Trust me I’m messed up too I feel u 😭🤚
Idk what to think anymore. Like a month back I wanted to be th most beautiful girl I was doing self care. Now it's completely different. This is all over my head I don't feel feminine enough. 😭
@lolocd There's a good chance your stress made it harder for you to do self care and that triggered the thought that it was correlated. I don't know the whole situation, but I'd say to allow yourself to change your view on self care from a feminine activity to a time to step away from the worry and have a healthy distraction.
@lolocd Same tho, i sometimes like to dress more masculine and if I feel confident dressing masculine I’m like “OMG DO I WANNA BE A BOY”
@carlie Thanks for this but my OCD was so bad lately I could hadly move out of bed and I had zero energy so I stopped everything. 😭 Now I just don't feel like doing anything like I have lost interest and that's why it's becoming like a proof
@lilywaffles Omg same I like baggy clothes cause they are so comfy and trendy literally everyone wear but mind is making me feel I need to get rid of my girly clothes. my mom brought a pretty dress for me today. I wore and felt so good for a while but then felt like I don't wanna be in that dress. My uncle's shirt was kept on a chair and my mind went like you want this. Whyyyyy :(
@lolocd Ocd sucks I hate it, like can I wear the clothes I want??

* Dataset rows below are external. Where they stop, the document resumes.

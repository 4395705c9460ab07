//! RLWE (Ring Learning With Errors) encryption over an RNS modulus chain
//!
//! Both schemes share this layer; they differ only in how a value becomes a
//! message polynomial (see [`crate::scheme`]).
//!
//! - Secret key s: ternary polynomial
//! - Public key (b, a) = (-a·s + e, a)
//! - Ciphertext (c0, c1) with phase c0 + c1·s = m + small error

mod enc;
mod types;

pub use types::{RlweCiphertext, RlwePublicKey, RlweSecretKey};
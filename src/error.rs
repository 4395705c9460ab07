//! Error handling for the aggregation engine
//!
//! One error enum is shared by every layer (codec, keys, cipher operations,
//! column aggregation, request dispatch). The HTTP layer maps it to a status
//! code through [`EngineError::is_client_error`].

use std::fmt;

/// Engine operation error
#[derive(Debug, Clone, PartialEq, Eq)]
pub enum EngineError {
    /// Text is not valid base64, or the decoded bytes are not a ciphertext/key.
    MalformedEncoding(String),
    /// Operand was produced under a different scheme or parameter set.
    SchemeMismatch(String),
    /// Approximate operands differ in level or scale.
    ScaleMismatch(String),
    /// Plaintext or scalar outside the representable range.
    OutOfRange(String),
    /// `sum` called with no operands.
    EmptyOperandSet,
    /// Encryption requested before a public key exists.
    EncryptorNotInitialized,
    /// Decryption requested on an engine without a secret key.
    DecryptorNotInitialized,
    /// Operation not defined for this scheme.
    UnsupportedForScheme(String),
    /// No prime left to rescale by.
    ModulusChainExhausted,
    /// Keys were already generated for this engine.
    KeysAlreadyGenerated,
    InvalidParameters(String),
    /// Malformed operation request (unknown operation, wrong operand kind).
    InvalidRequest(String),
    /// A CSV source could not be read.
    FileUnavailable(String),
    Internal(String),
}

impl EngineError {
    /// Validation failures caused by the caller's input (HTTP 400).
    /// Key-state and configuration failures are internal (HTTP 500).
    pub fn is_client_error(&self) -> bool {
        !matches!(
            self,
            EngineError::EncryptorNotInitialized
                | EngineError::DecryptorNotInitialized
                | EngineError::KeysAlreadyGenerated
                | EngineError::InvalidParameters(_)
                | EngineError::Internal(_)
        )
    }
}

impl fmt::Display for EngineError {
    fn fmt(&self, f: &mut fmt::Formatter<'_>) -> fmt::Result {
        match self {
            EngineError::MalformedEncoding(msg) => write!(f, "malformed encoding: {}", msg),
            EngineError::SchemeMismatch(msg) => write!(f, "scheme mismatch: {}", msg),
            EngineError::ScaleMismatch(msg) => write!(f, "scale mismatch: {}", msg),
            EngineError::OutOfRange(msg) => write!(f, "value out of range: {}", msg),
            EngineError::EmptyOperandSet => write!(f, "operand set is empty"),
            EngineError::EncryptorNotInitialized => {
                write!(f, "encryptor not initialized: no public key")
            }
            EngineError::DecryptorNotInitialized => {
                write!(f, "decryptor not initialized: no secret key")
            }
            EngineError::UnsupportedForScheme(msg) => {
                write!(f, "operation unsupported for scheme: {}", msg)
            }
            EngineError::ModulusChainExhausted => {
                write!(f, "modulus chain exhausted: no prime left to rescale by")
            }
            EngineError::KeysAlreadyGenerated => write!(f, "keys already generated"),
            EngineError::InvalidParameters(msg) => write!(f, "invalid parameters: {}", msg),
            EngineError::InvalidRequest(msg) => write!(f, "invalid request: {}", msg),
            EngineError::FileUnavailable(msg) => write!(f, "file unavailable: {}", msg),
            EngineError::Internal(msg) => write!(f, "internal error: {}", msg),
        }
    }
}

impl std::error::Error for EngineError {}

impl From<std::io::Error> for EngineError {
    fn from(err: std::io::Error) -> Self {
        EngineError::FileUnavailable(err.to_string())
    }
}

impl From<bincode::Error> for EngineError {
    fn from(err: bincode::Error) -> Self {
        EngineError::MalformedEncoding(err.to_string())
    }
}

/// Result type for engine operations
pub type Result<T> = std::result::Result<T, EngineError>;
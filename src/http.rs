//! HTTP routes over a shared [`Engines`]
//!
//! Handlers are thin: parse JSON, call the engine, map [`EngineError`] to a
//! status code with [`EngineError::is_client_error`].

use std::path::PathBuf;
use std::sync::Arc;

use axum::{
    extract::{Query, State},
    http::StatusCode,
    routing::{get, post},
    Json, Router,
};
use serde::{Deserialize, Serialize};

use crate::aggregate::{Aggregate, ColumnAggregator, ColumnSummary, CsvOptions};
use crate::error::EngineError;
use crate::params::{SchemeKind, SchemeParams};
use crate::service::{Engines, OperationRequest, OperationResponse};

/// Shared server state
#[derive(Debug)]
pub struct AppState {
    pub engines: Engines,
    pub csv: CsvOptions,
}

#[derive(Debug, Serialize, Deserialize)]
pub struct ErrorResponse {
    pub error: String,
}

type ApiError = (StatusCode, Json<ErrorResponse>);

fn api_error(err: EngineError) -> ApiError {
    (status_for(&err), Json(ErrorResponse { error: err.to_string() }))
}

fn status_for(err: &EngineError) -> StatusCode {
    if err.is_client_error() {
        StatusCode::BAD_REQUEST
    } else {
        StatusCode::INTERNAL_SERVER_ERROR
    }
}

fn default_scheme() -> SchemeKind {
    SchemeKind::Approximate
}

#[derive(Serialize)]
struct HealthResponse {
    status: String,
    version: String,
}

#[derive(Serialize)]
struct ParamsResponse {
    exact: SchemeParams,
    approximate: SchemeParams,
}

#[derive(Deserialize)]
struct SchemeQuery {
    #[serde(default = "default_scheme")]
    scheme: SchemeKind,
}

#[derive(Serialize, Deserialize)]
pub struct PublicKeyResponse {
    pub scheme: SchemeKind,
    pub public_key: String,
}

#[derive(Serialize, Deserialize)]
pub struct EncryptRequest {
    pub value: f64,
    #[serde(default = "default_scheme")]
    pub scheme: SchemeKind,
}

#[derive(Serialize, Deserialize)]
pub struct CiphertextResponse {
    pub ciphertext: String,
}

#[derive(Serialize, Deserialize)]
pub struct DecryptRequest {
    pub ciphertext: String,
    #[serde(default = "default_scheme")]
    pub scheme: SchemeKind,
}

#[derive(Serialize, Deserialize)]
pub struct ValueResponse {
    pub value: f64,
}

#[derive(Serialize, Deserialize)]
pub struct AddRequest {
    pub a: String,
    pub b: String,
    #[serde(default = "default_scheme")]
    pub scheme: SchemeKind,
}

#[derive(Serialize, Deserialize)]
pub struct CsvRequest {
    pub path: PathBuf,
    #[serde(default)]
    pub column: usize,
    /// Overrides the server's header setting
    #[serde(default)]
    pub has_header: Option<bool>,
    /// Encrypt under this scheme; plaintext aggregation when absent
    #[serde(default)]
    pub scheme: Option<SchemeKind>,
}

#[derive(Serialize, Deserialize)]
pub struct CsvReadResponse {
    pub values: Vec<f64>,
    pub count: usize,
}

impl AppState {
    fn aggregator(&self, req: &CsvRequest) -> ColumnAggregator {
        let mut options = self.csv;
        if let Some(has_header) = req.has_header {
            options.has_header = has_header;
        }
        ColumnAggregator::new(options)
    }
}

async fn health_check() -> Json<HealthResponse> {
    Json(HealthResponse {
        status: "ok".to_string(),
        version: env!("CARGO_PKG_VERSION").to_string(),
    })
}

async fn get_params(State(state): State<Arc<AppState>>) -> Json<ParamsResponse> {
    Json(ParamsResponse {
        exact: state.engines.params(SchemeKind::Exact).clone(),
        approximate: state.engines.params(SchemeKind::Approximate).clone(),
    })
}

async fn get_public_key(
    State(state): State<Arc<AppState>>,
    Query(query): Query<SchemeQuery>,
) -> Result<Json<PublicKeyResponse>, ApiError> {
    let public_key = state
        .engines
        .export_public_key(query.scheme)
        .map_err(api_error)?;
    Ok(Json(PublicKeyResponse {
        scheme: query.scheme,
        public_key,
    }))
}

async fn handle_operation(
    State(state): State<Arc<AppState>>,
    Json(request): Json<OperationRequest>,
) -> (StatusCode, Json<OperationResponse>) {
    let outcome = state.engines.execute(&request);
    let status = match &outcome {
        Ok(_) => StatusCode::OK,
        Err(err) => status_for(err),
    };
    (status, Json(outcome.into()))
}

async fn handle_encrypt(
    State(state): State<Arc<AppState>>,
    Json(req): Json<EncryptRequest>,
) -> Result<Json<CiphertextResponse>, ApiError> {
    let ciphertext = state
        .engines
        .encrypt_text(req.scheme, req.value)
        .map_err(api_error)?;
    Ok(Json(CiphertextResponse { ciphertext }))
}

async fn handle_decrypt(
    State(state): State<Arc<AppState>>,
    Json(req): Json<DecryptRequest>,
) -> Result<Json<ValueResponse>, ApiError> {
    let value = state
        .engines
        .decrypt_text(req.scheme, &req.ciphertext)
        .map_err(api_error)?;
    Ok(Json(ValueResponse { value }))
}

async fn handle_add(
    State(state): State<Arc<AppState>>,
    Json(req): Json<AddRequest>,
) -> Result<Json<CiphertextResponse>, ApiError> {
    let ciphertext = state
        .engines
        .add_text(req.scheme, &req.a, &req.b)
        .map_err(api_error)?;
    Ok(Json(CiphertextResponse { ciphertext }))
}

async fn handle_csv_read(
    State(state): State<Arc<AppState>>,
    Json(req): Json<CsvRequest>,
) -> Result<Json<CsvReadResponse>, ApiError> {
    // Reading reports a missing file; aggregation degrades to an empty column
    let values = state
        .aggregator(&req)
        .try_load_column(&req.path, req.column)
        .map_err(api_error)?;
    Ok(Json(CsvReadResponse {
        count: values.len(),
        values,
    }))
}

fn csv_summary(
    state: &AppState,
    req: &CsvRequest,
    aggregate: Aggregate,
) -> Result<Json<ColumnSummary>, ApiError> {
    let summary = state
        .engines
        .summarize_file(&state.aggregator(req), &req.path, req.column, aggregate, req.scheme)
        .map_err(api_error)?;
    Ok(Json(summary))
}

async fn handle_csv_sum(
    State(state): State<Arc<AppState>>,
    Json(req): Json<CsvRequest>,
) -> Result<Json<ColumnSummary>, ApiError> {
    csv_summary(&state, &req, Aggregate::Sum)
}

async fn handle_csv_average(
    State(state): State<Arc<AppState>>,
    Json(req): Json<CsvRequest>,
) -> Result<Json<ColumnSummary>, ApiError> {
    csv_summary(&state, &req, Aggregate::Average)
}

/// All routes, bound to `state`
pub fn router(state: Arc<AppState>) -> Router {
    Router::new()
        .route("/health", get(health_check))
        .route("/params", get(get_params))
        .route("/public_key", get(get_public_key))
        .route("/operation", post(handle_operation))
        .route("/encrypt", post(handle_encrypt))
        .route("/decrypt", post(handle_decrypt))
        .route("/add_encrypted", post(handle_add))
        .route("/csv/read", post(handle_csv_read))
        .route("/csv/sum", post(handle_csv_sum))
        .route("/csv/average", post(handle_csv_average))
        .with_state(state)
}
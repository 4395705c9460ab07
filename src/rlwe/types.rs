//! RLWE ciphertext and key types over an RNS modulus chain.

use crate::math::RnsPoly;
use serde::{Deserialize, Serialize};
use std::fmt;

/// RLWE secret key: ternary polynomial over the chain primes and the
/// special prime.
///
/// Not `Serialize`; only the owning key set can use it.
#[derive(Clone)]
pub struct RlweSecretKey {
    pub(crate) poly: RnsPoly,
}

impl RlweSecretKey {
    pub fn ring_dim(&self) -> usize {
        self.poly.dimension()
    }

    /// Secret restricted to the first `level` primes.
    pub(crate) fn at_level(&self, level: usize) -> RnsPoly {
        self.poly.prefix(level)
    }
}

impl fmt::Debug for RlweSecretKey {
    fn fmt(&self, f: &mut fmt::Formatter<'_>) -> fmt::Result {
        f.debug_struct("RlweSecretKey")
            .field("ring_dim", &self.ring_dim())
            .field("poly", &"<redacted>")
            .finish()
    }
}

/// RLWE public key: an encryption of zero, b = -a·s + e.
#[derive(Clone, Debug, PartialEq, Eq, Serialize, Deserialize)]
pub struct RlwePublicKey {
    pub b: RnsPoly,
    pub a: RnsPoly,
}

impl RlwePublicKey {
    pub fn ring_dim(&self) -> usize {
        self.a.dimension()
    }

    pub fn moduli(&self) -> Vec<u64> {
        self.a.moduli()
    }
}

/// RLWE ciphertext (b, a) with phase b + a·s = Δ·m + e.
#[derive(Clone, Debug, PartialEq, Eq, Serialize, Deserialize)]
pub struct RlweCiphertext {
    pub b: RnsPoly,
    pub a: RnsPoly,
}

impl RlweCiphertext {
    pub fn from_parts(b: RnsPoly, a: RnsPoly) -> Self {
        debug_assert_eq!(
            b.moduli(),
            a.moduli(),
            "Ciphertext polynomials must share a modulus chain"
        );
        Self { b, a }
    }

    pub fn ring_dim(&self) -> usize {
        self.a.dimension()
    }

    /// Number of chain primes carried
    pub fn level(&self) -> usize {
        self.a.level_count()
    }

    pub fn moduli(&self) -> Vec<u64> {
        self.a.moduli()
    }
}
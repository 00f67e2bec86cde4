use crate::utils::error::ConfigError;
use url::Url;

pub trait Validate {
    fn validate(&self) -> Result<(), ConfigError>;
}

pub fn validate_url(field_name: &str, url_str: &str) -> Result<(), ConfigError> {
    match Url::parse(url_str) {
        Ok(url) => match url.scheme() {
            "http" | "https" => Ok(()),
            scheme => Err(ConfigError::InvalidValue {
                field: field_name.to_string(),
                value: url_str.to_string(),
                reason: format!("Unsupported URL scheme: {}", scheme),
            }),
        },
        Err(e) => Err(ConfigError::InvalidValue {
            field: field_name.to_string(),
            value: url_str.to_string(),
            reason: format!("Invalid URL format: {}", e),
        }),
    }
}

/// Resolves every required key through `lookup`, collecting all that are absent.
/// Empty values count as absent.
pub fn require_all<'a, F>(required: &[&'a str], lookup: F) -> Result<Vec<(&'a str, String)>, ConfigError>
where
    F: Fn(&str) -> Option<String>,
{
    let mut resolved = Vec::with_capacity(required.len());
    let mut missing = Vec::new();

    for &key in required {
        match lookup(key).filter(|v| !v.is_empty()) {
            Some(value) => resolved.push((key, value)),
            None => missing.push(key.to_string()),
        }
    }

    if !missing.is_empty() {
        return Err(ConfigError::MissingConfiguration { keys: missing });
    }
    Ok(resolved)
}
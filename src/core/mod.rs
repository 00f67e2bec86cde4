pub mod etl;
pub mod fetch;
pub mod notify;
pub mod transform;
pub mod upload;

pub use crate::domain::model::{FilteredPayload, Record, RecordBatch, RunOutcome, RunReport};
pub use crate::domain::ports::{NotificationChannel, ObjectStore, PipelineObserver, RecordSource};
pub use crate::utils::error::Result;
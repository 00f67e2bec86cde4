use crate::domain::model::Stage;
use thiserror::Error;

#[derive(Error, Debug, Clone, PartialEq, Eq)]
pub enum ConfigError {
    #[error("Missing required environment variables: {}", keys.join(", "))]
    MissingConfiguration { keys: Vec<String> },

    #[error("Invalid value for {field} ({value}): {reason}")]
    InvalidValue {
        field: String,
        value: String,
        reason: String,
    },
}

#[derive(Error, Debug)]
pub enum FetchError {
    #[error("Could not connect to the API: {0}")]
    Connection(String),

    #[error("Request timed out: {0}")]
    Timeout(String),

    #[error("HTTP error {status}: {body}")]
    Http { status: u16, body: String },

    #[error("API response is not valid JSON: {0}")]
    InvalidResponseFormat(String),

    #[error("Unexpected error while fetching: {0}")]
    Unexpected(String),
}

impl From<reqwest::Error> for FetchError {
    fn from(err: reqwest::Error) -> Self {
        if err.is_timeout() {
            FetchError::Timeout(err.to_string())
        } else if err.is_connect() {
            FetchError::Connection(err.to_string())
        } else {
            FetchError::Unexpected(err.to_string())
        }
    }
}

#[derive(Error, Debug)]
pub enum TransformError {
    #[error("No data provided for processing")]
    EmptyInput,

    #[error("Input is not tabular: {reason}")]
    MalformedInput { reason: String },

    #[error("Failed to serialize filtered data: {0}")]
    Serialization(#[from] csv::Error),
}

#[derive(Error, Debug)]
pub enum StorageError {
    /// Raised by the storage client or its transport.
    #[error("Storage service error: {message}")]
    Service { message: String },

    #[error("Storage error: {message}")]
    Other { message: String },
}

impl StorageError {
    pub fn is_retryable(&self) -> bool {
        matches!(self, StorageError::Service { .. })
    }
}

#[derive(Error, Debug)]
pub enum NotifyError {
    #[error("Failed to publish notification: {message}")]
    Publish { message: String },
}

#[derive(Error, Debug)]
pub enum EtlError {
    #[error("Configuration error: {0}")]
    Config(#[from] ConfigError),

    #[error("Fetch error: {0}")]
    Fetch(#[from] FetchError),

    #[error("Transform error: {0}")]
    Transform(#[from] TransformError),

    #[error("Upload error: {reason}")]
    Upload { reason: String },
}

impl EtlError {
    /// The pipeline stage an error belongs to.
    pub fn stage(&self) -> Stage {
        match self {
            EtlError::Config(_) => Stage::Validating,
            EtlError::Fetch(_) => Stage::Fetching,
            EtlError::Transform(_) => Stage::Transforming,
            EtlError::Upload { .. } => Stage::Uploading,
        }
    }

    /// Detail for operators, without the stage prefix used by `Display`.
    pub fn user_friendly_message(&self) -> String {
        match self {
            EtlError::Config(e) => e.to_string(),
            EtlError::Fetch(e) => e.to_string(),
            EtlError::Transform(e) => e.to_string(),
            EtlError::Upload { reason } => reason.clone(),
        }
    }
}

pub type Result<T> = std::result::Result<T, EtlError>;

Nothing is wrong with YOU, you just have OCD! We get good at doing compulsions without noticing because it’s our brains’ way of trying to take care of ourselves efficiently. If you realize after the fact that you’ve done a compulsion, you can ALWAYS spoil the compulsion. For example, if you respond to a TOCD thought by trying to disprove it in your head, you can spoil that compulsion with a lean in like “that evidence doesn’t count, I’m probably just in denial.” I know it’s super difficult and frustrating when a theme comes back. The goal isn’t to make it go away completely, just to lessen its power over you over time. It will get so much better!